What is being asked:
Tally the lines below containing "activity" and report only the total.

(Extracted data entries)
-------

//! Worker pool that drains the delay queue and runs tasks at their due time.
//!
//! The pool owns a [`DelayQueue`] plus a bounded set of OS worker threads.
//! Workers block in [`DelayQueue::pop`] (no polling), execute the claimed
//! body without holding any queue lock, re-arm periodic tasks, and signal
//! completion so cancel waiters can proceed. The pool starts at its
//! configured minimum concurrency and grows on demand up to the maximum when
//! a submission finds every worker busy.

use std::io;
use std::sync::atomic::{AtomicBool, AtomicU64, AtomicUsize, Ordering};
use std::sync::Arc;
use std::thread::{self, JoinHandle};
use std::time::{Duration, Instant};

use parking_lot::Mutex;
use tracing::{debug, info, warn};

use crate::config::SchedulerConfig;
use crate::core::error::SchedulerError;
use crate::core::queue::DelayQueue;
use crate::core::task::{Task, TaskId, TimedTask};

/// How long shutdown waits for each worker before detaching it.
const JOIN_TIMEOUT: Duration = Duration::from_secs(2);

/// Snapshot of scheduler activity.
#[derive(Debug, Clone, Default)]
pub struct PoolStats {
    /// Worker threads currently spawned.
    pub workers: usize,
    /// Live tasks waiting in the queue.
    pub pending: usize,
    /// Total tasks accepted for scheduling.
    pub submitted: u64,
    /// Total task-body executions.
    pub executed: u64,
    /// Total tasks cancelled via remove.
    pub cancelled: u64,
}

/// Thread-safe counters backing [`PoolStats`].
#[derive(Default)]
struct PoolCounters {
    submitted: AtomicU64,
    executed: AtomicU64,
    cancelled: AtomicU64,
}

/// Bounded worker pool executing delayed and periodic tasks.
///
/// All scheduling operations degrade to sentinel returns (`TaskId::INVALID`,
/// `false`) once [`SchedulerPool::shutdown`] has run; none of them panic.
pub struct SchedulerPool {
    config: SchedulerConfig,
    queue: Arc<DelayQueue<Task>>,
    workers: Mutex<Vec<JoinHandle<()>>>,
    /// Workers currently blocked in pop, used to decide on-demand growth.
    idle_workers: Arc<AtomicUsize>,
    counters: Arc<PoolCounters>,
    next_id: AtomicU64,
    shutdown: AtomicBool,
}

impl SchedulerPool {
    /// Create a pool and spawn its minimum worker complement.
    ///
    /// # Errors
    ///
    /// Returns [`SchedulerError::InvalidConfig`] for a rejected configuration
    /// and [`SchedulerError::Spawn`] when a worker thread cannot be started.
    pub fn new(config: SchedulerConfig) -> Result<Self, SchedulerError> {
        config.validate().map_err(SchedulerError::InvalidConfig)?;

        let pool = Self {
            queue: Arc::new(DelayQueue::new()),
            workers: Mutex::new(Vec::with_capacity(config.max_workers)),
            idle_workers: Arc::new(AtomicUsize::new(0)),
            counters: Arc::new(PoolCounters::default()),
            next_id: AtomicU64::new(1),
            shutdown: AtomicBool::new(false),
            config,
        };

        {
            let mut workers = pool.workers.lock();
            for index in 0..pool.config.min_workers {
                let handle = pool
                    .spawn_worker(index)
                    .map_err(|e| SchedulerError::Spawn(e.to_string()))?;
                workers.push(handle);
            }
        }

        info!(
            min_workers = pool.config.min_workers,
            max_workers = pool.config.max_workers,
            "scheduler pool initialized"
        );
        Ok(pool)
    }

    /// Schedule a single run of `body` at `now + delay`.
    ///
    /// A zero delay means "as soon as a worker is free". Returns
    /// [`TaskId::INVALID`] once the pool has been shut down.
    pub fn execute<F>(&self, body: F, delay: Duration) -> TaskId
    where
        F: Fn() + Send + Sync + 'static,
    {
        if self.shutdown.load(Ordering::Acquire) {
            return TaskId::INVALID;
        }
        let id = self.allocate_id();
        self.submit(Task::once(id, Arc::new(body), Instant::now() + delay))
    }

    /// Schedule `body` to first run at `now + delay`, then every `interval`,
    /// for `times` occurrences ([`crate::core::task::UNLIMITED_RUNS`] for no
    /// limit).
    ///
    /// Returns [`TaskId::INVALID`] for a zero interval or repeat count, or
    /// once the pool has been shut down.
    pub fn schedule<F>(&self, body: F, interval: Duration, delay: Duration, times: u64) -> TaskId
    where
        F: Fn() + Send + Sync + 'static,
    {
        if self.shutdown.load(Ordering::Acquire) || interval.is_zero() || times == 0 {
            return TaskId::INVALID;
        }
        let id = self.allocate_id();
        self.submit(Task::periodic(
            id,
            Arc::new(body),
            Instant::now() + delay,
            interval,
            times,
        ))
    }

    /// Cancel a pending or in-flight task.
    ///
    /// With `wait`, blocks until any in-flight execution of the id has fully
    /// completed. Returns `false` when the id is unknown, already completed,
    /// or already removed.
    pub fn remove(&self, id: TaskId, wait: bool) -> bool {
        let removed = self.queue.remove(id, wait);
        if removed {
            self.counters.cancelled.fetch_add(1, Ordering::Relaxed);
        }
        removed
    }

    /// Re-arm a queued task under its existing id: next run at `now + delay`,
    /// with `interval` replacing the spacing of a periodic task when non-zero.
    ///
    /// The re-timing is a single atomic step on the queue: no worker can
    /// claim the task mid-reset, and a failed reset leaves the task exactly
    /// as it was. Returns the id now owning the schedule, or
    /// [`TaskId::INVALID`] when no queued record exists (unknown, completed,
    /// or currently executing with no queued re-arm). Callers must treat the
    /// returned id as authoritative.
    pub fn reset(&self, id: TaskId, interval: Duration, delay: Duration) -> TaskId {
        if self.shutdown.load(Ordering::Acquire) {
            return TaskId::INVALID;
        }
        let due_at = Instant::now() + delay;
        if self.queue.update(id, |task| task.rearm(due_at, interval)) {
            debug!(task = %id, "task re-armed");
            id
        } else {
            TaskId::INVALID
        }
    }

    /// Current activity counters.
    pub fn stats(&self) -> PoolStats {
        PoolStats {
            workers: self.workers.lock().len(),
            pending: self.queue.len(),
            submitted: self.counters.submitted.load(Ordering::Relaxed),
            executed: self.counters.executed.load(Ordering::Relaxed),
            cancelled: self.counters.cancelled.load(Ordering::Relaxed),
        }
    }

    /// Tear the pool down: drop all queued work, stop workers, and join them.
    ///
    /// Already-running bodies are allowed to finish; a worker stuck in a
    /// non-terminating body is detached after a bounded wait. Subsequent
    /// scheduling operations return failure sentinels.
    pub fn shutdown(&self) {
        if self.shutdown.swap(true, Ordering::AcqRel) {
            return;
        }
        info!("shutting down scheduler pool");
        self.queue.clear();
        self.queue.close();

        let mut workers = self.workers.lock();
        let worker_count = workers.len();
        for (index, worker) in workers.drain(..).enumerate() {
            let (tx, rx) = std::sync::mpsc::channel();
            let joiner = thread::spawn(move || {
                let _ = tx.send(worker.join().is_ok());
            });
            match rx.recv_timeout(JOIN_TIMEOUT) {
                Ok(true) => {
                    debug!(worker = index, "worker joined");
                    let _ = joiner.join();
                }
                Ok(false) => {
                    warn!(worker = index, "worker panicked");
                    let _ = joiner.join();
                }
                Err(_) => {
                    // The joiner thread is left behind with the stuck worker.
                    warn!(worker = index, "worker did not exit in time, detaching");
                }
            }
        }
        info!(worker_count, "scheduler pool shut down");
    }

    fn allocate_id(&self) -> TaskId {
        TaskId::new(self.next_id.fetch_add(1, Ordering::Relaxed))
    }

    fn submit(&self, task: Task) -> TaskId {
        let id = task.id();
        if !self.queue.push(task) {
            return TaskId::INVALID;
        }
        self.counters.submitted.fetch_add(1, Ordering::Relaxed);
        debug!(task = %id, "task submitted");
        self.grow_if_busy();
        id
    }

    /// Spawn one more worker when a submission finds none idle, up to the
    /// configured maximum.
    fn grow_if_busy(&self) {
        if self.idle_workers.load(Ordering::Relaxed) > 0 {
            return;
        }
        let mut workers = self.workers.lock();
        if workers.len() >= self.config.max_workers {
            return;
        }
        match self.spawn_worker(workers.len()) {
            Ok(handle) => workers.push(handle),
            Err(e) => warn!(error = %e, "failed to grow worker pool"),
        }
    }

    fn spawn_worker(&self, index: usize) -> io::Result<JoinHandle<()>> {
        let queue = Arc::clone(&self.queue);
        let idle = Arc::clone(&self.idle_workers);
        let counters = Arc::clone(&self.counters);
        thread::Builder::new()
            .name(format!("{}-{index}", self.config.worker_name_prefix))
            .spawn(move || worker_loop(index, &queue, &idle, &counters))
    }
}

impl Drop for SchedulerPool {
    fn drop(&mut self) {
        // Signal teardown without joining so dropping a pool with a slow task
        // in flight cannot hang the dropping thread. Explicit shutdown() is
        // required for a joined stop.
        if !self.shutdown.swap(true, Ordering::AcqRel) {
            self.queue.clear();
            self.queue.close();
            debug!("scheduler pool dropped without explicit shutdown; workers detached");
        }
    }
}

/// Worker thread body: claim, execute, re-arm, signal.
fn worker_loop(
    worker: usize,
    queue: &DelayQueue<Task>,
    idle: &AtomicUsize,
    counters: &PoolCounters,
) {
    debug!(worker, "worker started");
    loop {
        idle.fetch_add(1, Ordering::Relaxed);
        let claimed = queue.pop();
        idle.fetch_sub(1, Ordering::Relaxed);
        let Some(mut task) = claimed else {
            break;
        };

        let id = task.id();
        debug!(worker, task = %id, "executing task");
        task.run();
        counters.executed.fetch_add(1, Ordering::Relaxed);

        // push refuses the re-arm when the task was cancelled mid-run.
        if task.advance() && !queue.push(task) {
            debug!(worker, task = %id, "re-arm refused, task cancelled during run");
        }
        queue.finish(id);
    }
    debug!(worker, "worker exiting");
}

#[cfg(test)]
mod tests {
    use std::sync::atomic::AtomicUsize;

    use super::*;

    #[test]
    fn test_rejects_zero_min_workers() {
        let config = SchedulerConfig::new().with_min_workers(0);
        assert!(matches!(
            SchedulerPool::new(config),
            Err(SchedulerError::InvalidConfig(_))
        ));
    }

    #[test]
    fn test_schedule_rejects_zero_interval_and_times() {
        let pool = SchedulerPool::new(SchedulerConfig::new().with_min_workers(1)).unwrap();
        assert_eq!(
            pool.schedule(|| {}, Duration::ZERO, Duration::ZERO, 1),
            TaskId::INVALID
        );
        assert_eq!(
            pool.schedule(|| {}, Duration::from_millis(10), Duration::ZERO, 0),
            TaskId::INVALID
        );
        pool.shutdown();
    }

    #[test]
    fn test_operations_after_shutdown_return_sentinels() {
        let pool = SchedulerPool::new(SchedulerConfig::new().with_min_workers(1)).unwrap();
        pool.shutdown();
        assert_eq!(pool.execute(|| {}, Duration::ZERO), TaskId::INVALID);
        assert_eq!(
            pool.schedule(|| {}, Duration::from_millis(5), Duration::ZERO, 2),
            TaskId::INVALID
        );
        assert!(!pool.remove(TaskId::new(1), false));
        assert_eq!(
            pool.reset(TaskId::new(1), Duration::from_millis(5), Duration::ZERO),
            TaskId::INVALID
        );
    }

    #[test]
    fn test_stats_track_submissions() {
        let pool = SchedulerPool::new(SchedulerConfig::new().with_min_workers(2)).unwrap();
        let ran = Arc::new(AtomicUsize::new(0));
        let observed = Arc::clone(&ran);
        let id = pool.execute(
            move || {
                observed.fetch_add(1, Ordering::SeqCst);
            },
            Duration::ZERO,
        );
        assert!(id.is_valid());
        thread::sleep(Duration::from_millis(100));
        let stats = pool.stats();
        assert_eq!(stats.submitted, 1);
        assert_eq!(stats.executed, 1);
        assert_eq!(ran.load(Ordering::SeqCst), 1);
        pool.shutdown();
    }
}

-------

Result below:
2